Era inútil mentir, así que le conté toda la verdad, punto por punto. Mi madre me observaba con una expresión petrificada.
–Vamos a recuperar mi dinero –me dijo en cuanto terminé.
–Mamá, las donaciones no se devuelven. ¿Para qué necesitabas tú ese dinero? Ya me lo descontarás de las pagas, ¿vale?
–Quiero mi dinero y quiero decirle a esa mujer que se ha estado aprovechando de mi hijo y que es una sinvergüenza.
–¡No es ninguna sinvergüenza! –estallé–. No sabes la cantidad de cosas que me ha enseñado en estos meses. ¡Muchas más que si hubiera estado en la academia! Es una mujer cariñosa, que te escucha cuando le hablas, y… es una mujer que tiene problemas, mamá. Necesita el dinero mucho más que nosotros.

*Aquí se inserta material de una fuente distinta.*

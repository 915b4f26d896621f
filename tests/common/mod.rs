//! Shared test utilities
#![allow(dead_code)]

use std::collections::VecDeque;
use std::num::NonZeroUsize;
use std::sync::atomic::{AtomicUsize, Ordering};
use std::sync::{Arc, Mutex};
use std::time::Duration;

use async_trait::async_trait;
use base64::Engine as _;
use base64::engine::general_purpose::STANDARD as BASE64;
use serde_json::{Value, json};
use tokio::sync::mpsc;

use hanzi_deck::audio::{AudioCache, AudioOutput, Clip, PlaybackController, PlaybackState};
use hanzi_deck::db::{self, AudioStore};
use hanzi_deck::gateway::{ApiGateway, Transport, TransportResponse};
use hanzi_deck::speech::{RecognitionEvent, Recognizer};
use hanzi_deck::{ControlId, DbPool, Error, FieldId, PatternSet, Result, Tutor, View};

/// Set up an in-memory test database
#[must_use]
pub fn setup_test_db() -> DbPool {
    db::init_memory().expect("failed to init test db")
}

/// Scripted answer of the mock transport
#[derive(Debug, Clone)]
pub enum Reply {
    /// HTTP answer with a status and body
    Status(u16, String),
    /// Never answers
    Pending,
    /// Connection failure
    NetworkError,
}

/// Transport that replays scripted answers and records requests
#[derive(Default)]
pub struct MockTransport {
    replies: Mutex<VecDeque<Reply>>,
    fallback: Option<Reply>,
    bodies: Mutex<Vec<Value>>,
    calls: AtomicUsize,
}

impl MockTransport {
    pub fn new(replies: impl IntoIterator<Item = Reply>) -> Self {
        Self {
            replies: Mutex::new(replies.into_iter().collect()),
            ..Self::default()
        }
    }

    /// Answer used once the script runs out
    pub fn with_fallback(mut self, reply: Reply) -> Self {
        self.fallback = Some(reply);
        self
    }

    pub fn calls(&self) -> usize {
        self.calls.load(Ordering::SeqCst)
    }

    pub fn bodies(&self) -> Vec<Value> {
        self.bodies.lock().unwrap().clone()
    }

    pub fn last_body(&self) -> Value {
        self.bodies().last().cloned().expect("no request sent")
    }
}

#[async_trait]
impl Transport for MockTransport {
    async fn post(&self, body: &Value) -> Result<TransportResponse> {
        self.calls.fetch_add(1, Ordering::SeqCst);
        self.bodies.lock().unwrap().push(body.clone());

        let reply = self
            .replies
            .lock()
            .unwrap()
            .pop_front()
            .or_else(|| self.fallback.clone());

        match reply {
            Some(Reply::Status(status, body)) => Ok(TransportResponse { status, body }),
            Some(Reply::Pending) => std::future::pending().await,
            Some(Reply::NetworkError) => Err(Error::Network("connection reset".to_string())),
            None => Err(Error::Network("no scripted reply".to_string())),
        }
    }
}

/// Successful reply carrying generated text
pub fn text_reply(text: &str) -> Reply {
    let body = json!({
        "candidates": [{ "content": { "parts": [{ "text": text }] } }]
    });
    Reply::Status(200, body.to_string())
}

/// Successful reply carrying audio bytes
pub fn tts_reply(audio: &[u8]) -> Reply {
    let body = json!({
        "candidates": [{
            "content": { "parts": [{ "inlineData": { "mimeType": "audio/pcm", "data": BASE64.encode(audio) } }] }
        }]
    });
    Reply::Status(200, body.to_string())
}

/// Failure reply with a JSON error message
pub fn error_reply(status: u16, message: &str) -> Reply {
    Reply::Status(status, json!({ "error": message }).to_string())
}

/// Audio output that records plays and pauses
///
/// Clips are numbered from 1 in the order they start.
pub struct RecordingOutput {
    events: Arc<Mutex<Vec<String>>>,
    started: AtomicUsize,
    clip_length: Option<Duration>,
    fail: bool,
}

impl RecordingOutput {
    /// Clips that end on their own after `length`
    pub fn finishing(length: Duration) -> Self {
        Self {
            events: Arc::default(),
            started: AtomicUsize::new(0),
            clip_length: Some(length),
            fail: false,
        }
    }

    /// Clips that only end when paused
    pub fn endless() -> Self {
        Self {
            clip_length: None,
            ..Self::finishing(Duration::ZERO)
        }
    }

    /// Device that cannot play anything
    pub fn broken() -> Self {
        Self {
            fail: true,
            ..Self::finishing(Duration::ZERO)
        }
    }

    pub fn events(&self) -> Vec<String> {
        self.events.lock().unwrap().clone()
    }
}

impl AudioOutput for RecordingOutput {
    fn play(&self, _audio: &[u8]) -> Result<Arc<dyn Clip>> {
        if self.fail {
            return Err(Error::Playback("device unavailable".to_string()));
        }

        let n = self.started.fetch_add(1, Ordering::SeqCst) + 1;
        self.events.lock().unwrap().push(format!("play:{n}"));
        Ok(Arc::new(RecordingClip {
            n,
            events: Arc::clone(&self.events),
            length: self.clip_length,
        }))
    }
}

struct RecordingClip {
    n: usize,
    events: Arc<Mutex<Vec<String>>>,
    length: Option<Duration>,
}

#[async_trait]
impl Clip for RecordingClip {
    fn pause(&self) {
        self.events.lock().unwrap().push(format!("pause:{}", self.n));
    }

    async fn finished(&self) -> Result<()> {
        match self.length {
            Some(length) => {
                tokio::time::sleep(length).await;
                Ok(())
            }
            None => std::future::pending().await,
        }
    }
}

/// View that records every projection as a string
#[derive(Default)]
pub struct RecordingView {
    events: Mutex<Vec<String>>,
}

impl RecordingView {
    pub fn events(&self) -> Vec<String> {
        self.events.lock().unwrap().clone()
    }

    pub fn alerts(&self) -> Vec<String> {
        self.events()
            .into_iter()
            .filter_map(|e| e.strip_prefix("alert:").map(ToString::to_string))
            .collect()
    }

    fn push(&self, event: String) {
        self.events.lock().unwrap().push(event);
    }
}

impl View for RecordingView {
    fn render_playback(&self, state: &PlaybackState) {
        let id = |c: &Option<ControlId>| c.as_ref().map_or("-".to_string(), ToString::to_string);
        self.push(format!("playback:{}:{}", id(&state.button), id(&state.line)));
    }

    fn render_script(&self, control: &ControlId, running: bool) {
        self.push(format!("script:{control}:{running}"));
    }

    fn render_listening(&self, active: Option<&ControlId>) {
        self.push(format!(
            "listening:{}",
            active.map_or("-".to_string(), ToString::to_string)
        ));
    }

    fn fill_field(&self, field: &FieldId, text: &str) {
        self.push(format!("fill:{field:?}:{text}"));
    }

    fn submit_field(&self, field: &FieldId) {
        self.push(format!("submit:{field:?}"));
    }

    fn alert(&self, message: &str) {
        self.push(format!("alert:{message}"));
    }
}

/// Recognition engine that replays one scripted event list per session
///
/// A session whose script does not end with [`RecognitionEvent::End`] stays
/// open until `stop` is called.
#[derive(Default)]
pub struct MockRecognizer {
    sessions: Mutex<VecDeque<Vec<RecognitionEvent>>>,
    open: Mutex<Option<mpsc::UnboundedSender<RecognitionEvent>>>,
    starts: AtomicUsize,
    stops: AtomicUsize,
}

impl MockRecognizer {
    pub fn new(sessions: impl IntoIterator<Item = Vec<RecognitionEvent>>) -> Self {
        Self {
            sessions: Mutex::new(sessions.into_iter().collect()),
            ..Self::default()
        }
    }

    pub fn starts(&self) -> usize {
        self.starts.load(Ordering::SeqCst)
    }

    pub fn stops(&self) -> usize {
        self.stops.load(Ordering::SeqCst)
    }
}

impl Recognizer for MockRecognizer {
    fn start(&self, events: mpsc::UnboundedSender<RecognitionEvent>) -> Result<()> {
        self.starts.fetch_add(1, Ordering::SeqCst);
        let script = self.sessions.lock().unwrap().pop_front().unwrap_or_default();
        let ends = script.last() == Some(&RecognitionEvent::End);
        for event in script {
            let _ = events.send(event);
        }
        if !ends {
            *self.open.lock().unwrap() = Some(events);
        }
        Ok(())
    }

    fn stop(&self) {
        self.stops.fetch_add(1, Ordering::SeqCst);
        if let Some(tx) = self.open.lock().unwrap().take() {
            let _ = tx.send(RecognitionEvent::End);
        }
    }
}

/// Gateway over a mock transport
pub fn gateway(transport: &Arc<MockTransport>) -> ApiGateway {
    ApiGateway::new(Arc::clone(transport) as Arc<dyn Transport>)
}

/// Audio cache over a database
pub fn audio_cache(pool: &DbPool) -> AudioCache {
    AudioCache::new(
        AudioStore::new(pool.clone()),
        NonZeroUsize::new(16).expect("non-zero"),
    )
}

/// Playback controller wired to test doubles
pub fn playback(
    transport: &Arc<MockTransport>,
    pool: &DbPool,
    output: &Arc<RecordingOutput>,
    view: &Arc<RecordingView>,
) -> Arc<PlaybackController> {
    Arc::new(PlaybackController::new(
        gateway(transport),
        audio_cache(pool),
        Arc::clone(output) as Arc<dyn AudioOutput>,
        Arc::clone(view) as Arc<dyn View>,
    ))
}

/// Tutor over a fresh database and the given transport
pub fn tutor(transport: &Arc<MockTransport>, pool: &DbPool) -> Tutor {
    let output = Arc::new(RecordingOutput::finishing(Duration::from_millis(100)));
    let view = Arc::new(RecordingView::default());
    Tutor::new(
        gateway(transport),
        PatternSet::bundled().expect("bundled patterns"),
        pool.clone(),
        playback(transport, pool, &output, &view),
    )
    .expect("failed to create tutor")
}

/// Poll `done` until it holds, letting paused time advance in between
pub async fn wait_until(done: impl Fn() -> bool) {
    for _ in 0..1000 {
        if done() {
            return;
        }
        tokio::time::sleep(Duration::from_millis(1)).await;
    }
    panic!("condition not reached");
}
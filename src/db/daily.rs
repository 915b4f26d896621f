//! Daily pattern selection

use chrono::NaiveDate;
use rand::Rng;
use rand::seq::SliceRandom;
use serde::{Deserialize, Serialize};

use super::KvStore;
use crate::Result;

const DAILY_KEY: &str = "daily_patterns";

/// Patterns offered per day
pub const PATTERNS_PER_DAY: usize = 2;

/// Patterns chosen for one calendar day
#[derive(Debug, Clone, PartialEq, Eq, Serialize, Deserialize)]
pub struct DailySelection {
    pub date: NaiveDate,
    pub patterns: Vec<String>,
}

/// Persists the daily selection keyed by date
#[derive(Clone)]
pub struct DailyStore {
    kv: KvStore,
}

impl DailyStore {
    #[must_use]
    pub const fn new(kv: KvStore) -> Self {
        Self { kv }
    }

    /// Currently stored selection, whatever its date
    ///
    /// # Errors
    ///
    /// Returns error if database operation fails
    pub fn stored(&self) -> Result<Option<DailySelection>> {
        self.kv.get(DAILY_KEY)
    }

    /// Selection for `today`
    ///
    /// Reuses the stored selection when it belongs to `today`, otherwise
    /// draws a new one from `pool`. `force` always draws, avoiding the
    /// previous picks where the pool allows.
    ///
    /// # Errors
    ///
    /// Returns error if database operation fails
    pub fn for_day<R: Rng + ?Sized>(
        &self,
        today: NaiveDate,
        pool: &[String],
        force: bool,
        rng: &mut R,
    ) -> Result<DailySelection> {
        let previous = self.stored()?;

        if !force {
            if let Some(sel) = previous.as_ref().filter(|s| s.date == today) {
                return Ok(sel.clone());
            }
        }

        let avoid = previous.map(|s| s.patterns).unwrap_or_default();
        let patterns = draw(pool, if force { &avoid } else { &[] }, rng);
        let selection = DailySelection {
            date: today,
            patterns,
        };

        self.kv.set(DAILY_KEY, &selection)?;
        tracing::info!(%today, patterns = ?selection.patterns, force, "daily patterns selected");
        Ok(selection)
    }
}

/// Pick up to [`PATTERNS_PER_DAY`] distinct patterns, preferring ones not in `avoid`
fn draw<R: Rng + ?Sized>(pool: &[String], avoid: &[String], rng: &mut R) -> Vec<String> {
    let (fresh, seen): (Vec<&String>, Vec<&String>) =
        pool.iter().partition(|p| !avoid.contains(p));

    let mut picked: Vec<String> = fresh
        .choose_multiple(rng, PATTERNS_PER_DAY)
        .map(|p| (*p).clone())
        .collect();

    let missing = PATTERNS_PER_DAY.saturating_sub(picked.len());
    picked.extend(seen.choose_multiple(rng, missing).map(|p| (*p).clone()));
    picked
}
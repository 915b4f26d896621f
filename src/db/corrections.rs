//! Writing-correction history

use chrono::{DateTime, Utc};
use serde::{Deserialize, Serialize};

use super::KvStore;
use crate::Result;

const HISTORY_KEY: &str = "correction_history";

/// Maximum number of corrections kept
pub const MAX_CORRECTIONS: usize = 50;

/// A single writing correction
#[derive(Debug, Clone, PartialEq, Eq, Serialize, Deserialize)]
pub struct CorrectionEntry {
    pub original: String,
    pub corrected: String,
    pub explanation: String,
    pub timestamp: DateTime<Utc>,
}

/// Newest-first correction history, capped at [`MAX_CORRECTIONS`]
///
/// The whole list is rewritten on every insert.
#[derive(Clone)]
pub struct CorrectionHistory {
    kv: KvStore,
}

impl CorrectionHistory {
    #[must_use]
    pub const fn new(kv: KvStore) -> Self {
        Self { kv }
    }

    /// Stored entries, newest first
    ///
    /// # Errors
    ///
    /// Returns error if database operation fails
    pub fn list(&self) -> Result<Vec<CorrectionEntry>> {
        Ok(self.kv.get(HISTORY_KEY)?.unwrap_or_default())
    }

    /// Prepend an entry, evicting the oldest beyond the cap
    ///
    /// # Errors
    ///
    /// Returns error if database operation fails
    pub fn push(&self, entry: CorrectionEntry) -> Result<()> {
        let mut entries = self.list()?;
        entries.insert(0, entry);
        entries.truncate(MAX_CORRECTIONS);
        self.kv.set(HISTORY_KEY, &entries)
    }

    /// Remove every entry
    ///
    /// # Errors
    ///
    /// Returns error if database operation fails
    pub fn clear(&self) -> Result<()> {
        self.kv.remove(HISTORY_KEY)
    }
}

–Yo no tengo por qué hacerme cargo de esa familia. Cuando encuentres un trabajo, gástate tu dinero en lo que quieras, pero no el mío. Ponte las zapatillas. Nos vamos a la plaza.
–Mamá, por favor…
–Ponte las zapatillas.
La mujer no estaba en su banco de la plaza. Lo intentamos la tarde siguiente y tampoco la encontramos. Probé yo solo por la mañana, por si se escondía al ver a mi madre, pero no hubo suerte. Seguimos acudiendo a la plaza durante toda la semana. La vergüenza y la rabia por lo que me había hecho fueron creciendo cada día.
–Se acabó –me dijo mi madre el viernes–. No voy a pasarme la vida persiguiendo a esa sinvergüenza.
–No se lo merece, mamá. Tú le das mil vueltas.
Me cogió de la mano entrelazando los dedos, como cuando era niño. Pegó su brazo al mío y apoyó la cabeza sobre mi hombro.
–¿Quieres que hagamos algo este fin de semana? –me susurró al oído–. Podríamos ir a la pizzería Luigi, la que tanto te gustaba de pequeño.
–¡Es una idea genial, mamá! ¿Crees que seguirán teniendo mi pizza favorita? ¡Y los batidos de chocolate! ¡Qué ricos estaban esos batidos!